If convicted, Cosby could face up to 10 years for each count, though prison sentences for similar crimes tend to run concurrently in Pennsylvania.
Cosby walked out of the courtroom today with a sullen look. He thanked one bystander who told him, "God bless, Mr. Cosby."
The jury in this trial is the same as last year's in terms of gender and race. There is one black man and one black woman on the panel, with the rest of the jurors white. A year ago the jury, bused in from Allegheny County in Western Pennsylvania, spent 52 hours over five days deliberating before O'Neill declared a mistrial.
The jurors from the last trial endured 12-hour days and complained of cramped conditions in the deliberations room. One juror told ABC News last year people routinely cried and no progress was made after 30 hours. That juror said two jurors wouldn't budge on two of the assault charges, preventing them from returning a guilty verdict.
Last year's trial lasted six days. This one went for 12, with Cosby's defense team changing strategy from characterizing the Cosby-Constand relationship as romantic to portraying Constand as a gold-digger. Its lead witness, Marguerite Jackson, said Constand once told her she could fabricate a sexual assault claim against a famous person to "get that money" while they were rooming on a Temple basketball road trip. In the defense's closing argument Tuesday, lead Cosby attorney Tom Mesereau said Constand was a "pathological liar" and highlighted 12 instances he said Constand either lied to investigators or on the witness stand.
The prosecution has focused much of its case on corroborating Constand's story through the words of Cosby.
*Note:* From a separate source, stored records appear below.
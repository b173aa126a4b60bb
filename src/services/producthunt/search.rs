//! ProductHunt search through topic resolution.
//!
//! ProductHunt has no free-text post search, only a topic taxonomy. Query
//! keywords are resolved to topics by keyword search plus slug guesses; the
//! most popular topics are then scanned for posts. When nothing resolves,
//! a fixed set of broad topics is scanned and posts are kept only if their
//! name or tagline mention a keyword.

use std::sync::Arc;

use async_trait::async_trait;
use chrono::Utc;

use crate::error::Result;
use crate::models::{ProductHuntConfig, ResultRecord, TimeFilter};
use crate::pipeline::{CommentFilter, EnrichContext, Enricher, Search};
use crate::services::producthunt::{ProductHuntApi, Topic};
use crate::utils::slugify;

/// Posts requested per fallback topic.
const FALLBACK_POSTS_PER_TOPIC: usize = 20;

/// Minimum posts requested per resolved topic.
const MIN_POSTS_PER_TOPIC: usize = 5;

/// Query tokens of at least two characters, or the whole query.
pub fn topic_keywords(query: &str) -> Vec<String> {
    let keywords: Vec<String> = query
        .split_whitespace()
        .filter(|word| word.chars().count() >= 2)
        .map(str::to_string)
        .collect();
    if keywords.is_empty() {
        vec![query.trim().to_string()]
    } else {
        keywords
    }
}

/// Slugs worth a direct lookup, in lookup order without repeats.
pub fn slug_candidates(query: &str, keywords: &[String]) -> Vec<String> {
    let mut candidates = vec![slugify(query)];
    candidates.extend(keywords.iter().map(|kw| slugify(kw)));
    if keywords.len() >= 2 {
        candidates.push(slugify(&keywords.join(" ")));
    }

    let mut unique: Vec<String> = Vec::with_capacity(candidates.len());
    for slug in candidates {
        if !slug.is_empty() && !unique.contains(&slug) {
            unique.push(slug);
        }
    }
    unique
}

/// A keyword appears in the topic's name or slug.
fn is_relevant_topic(topic: &Topic, keywords: &[String]) -> bool {
    let name = topic.name.to_lowercase();
    let slug = topic.slug.to_lowercase();
    keywords.iter().any(|kw| {
        let kw = kw.to_lowercase();
        name.contains(&kw) || slug.contains(&kw)
    })
}

/// A keyword appears in the product's name or tagline.
fn matches_query(record: &ResultRecord, keywords: &[String]) -> bool {
    let text = format!(
        "{} {}",
        record.title,
        record.tagline.as_deref().unwrap_or("")
    )
    .to_lowercase();
    keywords.iter().any(|kw| text.contains(&kw.to_lowercase()))
}

/// ProductHunt implementation of [`Search`].
pub struct ProductHuntSearch<A> {
    api: Arc<A>,
    config: ProductHuntConfig,
}

impl<A: ProductHuntApi> ProductHuntSearch<A> {
    pub fn new(api: Arc<A>, config: ProductHuntConfig) -> Self {
        Self { api, config }
    }

    /// Resolve the query to at most `max_topics` slugs, most popular first.
    pub async fn resolve_topics(&self, query: &str) -> Vec<String> {
        let keywords = topic_keywords(query);
        let mut found: Vec<Topic> = Vec::new();

        for keyword in &keywords {
            match self.api.search_topics(keyword).await {
                Ok(topics) => {
                    for topic in topics {
                        let known = found.iter().any(|t| t.slug == topic.slug);
                        if !known && is_relevant_topic(&topic, &keywords) {
                            found.push(topic);
                        }
                    }
                }
                Err(e) => log::warn!("Topic search for {:?} failed: {}", keyword, e),
            }
        }

        for slug in slug_candidates(query, &keywords) {
            if found.iter().any(|t| t.slug == slug) {
                continue;
            }
            match self.api.topic_by_slug(&slug).await {
                Ok(Some(topic)) if !found.iter().any(|t| t.slug == topic.slug) => {
                    found.push(topic)
                }
                Ok(_) => {}
                Err(e) => log::debug!("Topic lookup {:?} failed: {}", slug, e),
            }
        }

        found.sort_by(|a, b| b.posts_count.cmp(&a.posts_count));
        found
            .into_iter()
            .take(self.config.max_topics)
            .map(|topic| topic.slug)
            .collect()
    }
}

#[async_trait]
impl<A: ProductHuntApi> Search for ProductHuntSearch<A> {
    async fn search(&self, query: &str, time: TimeFilter, limit: usize) -> Vec<ResultRecord> {
        log::info!("Searching topics for: {}", query);
        let mut slugs = self.resolve_topics(query).await;
        let post_filter = slugs.is_empty();

        if post_filter {
            log::info!("No topics found, using fallback topics with post filter");
            slugs = self.config.fallback_topics.clone();
        } else {
            log::info!("Found topics: {}", slugs.join(", "));
        }

        let posted_after = time.cutoff(Utc::now());
        let per_topic = if post_filter {
            FALLBACK_POSTS_PER_TOPIC
        } else {
            limit.max(MIN_POSTS_PER_TOPIC)
        };
        let keywords = topic_keywords(query);

        let mut products = Vec::new();
        for slug in &slugs {
            let posts = match self.api.posts_by_topic(slug, posted_after, per_topic).await {
                Ok(posts) => posts,
                Err(e) => {
                    log::warn!("Posts for topic {} failed: {}", slug, e);
                    continue;
                }
            };
            products.extend(
                posts
                    .into_iter()
                    .filter(|post| !post_filter || matches_query(post, &keywords)),
            );
        }
        products
    }
}

/// Fetches the most voted comments of each product.
pub struct ProductHuntEnricher<A> {
    api: Arc<A>,
    filter: CommentFilter,
}

impl<A: ProductHuntApi> ProductHuntEnricher<A> {
    pub fn new(api: Arc<A>, filter: CommentFilter) -> Self {
        Self { api, filter }
    }
}

#[async_trait]
impl<A: ProductHuntApi> Enricher for ProductHuntEnricher<A> {
    async fn enrich(&self, record: &mut ResultRecord, ctx: &EnrichContext) -> Result<()> {
        let candidates = self
            .api
            .post_comments(&record.source_id, ctx.max_comments)
            .await?;
        record.comments = self.filter.apply(candidates, ctx.max_comments);
        Ok(())
    }
}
The comedian spoke about his relationship with her during a deposition for a 2006 civil suit that was settled for $3.4 million. In the deposition, Cosby talked of being romantically interested in Constand from the time he met her — wanting to pursue "romance that will lead to the seeking of some kind of permission or non-permission" — and using quaaludes with other women for sex. He admitted in the deposition and in interviews with police to giving Constand three Benadryl pills and digitally penetrating her but said it was consensual.
More than 50 women have accused Cosby of sexual assault, and last year the prosecution was able to call one other accuser. For the retrial, five of those women were allowed to testify. All of them testified to either taking pills or wine from Cosby, and the prosecution told jurors it was the same routine he used against Constand.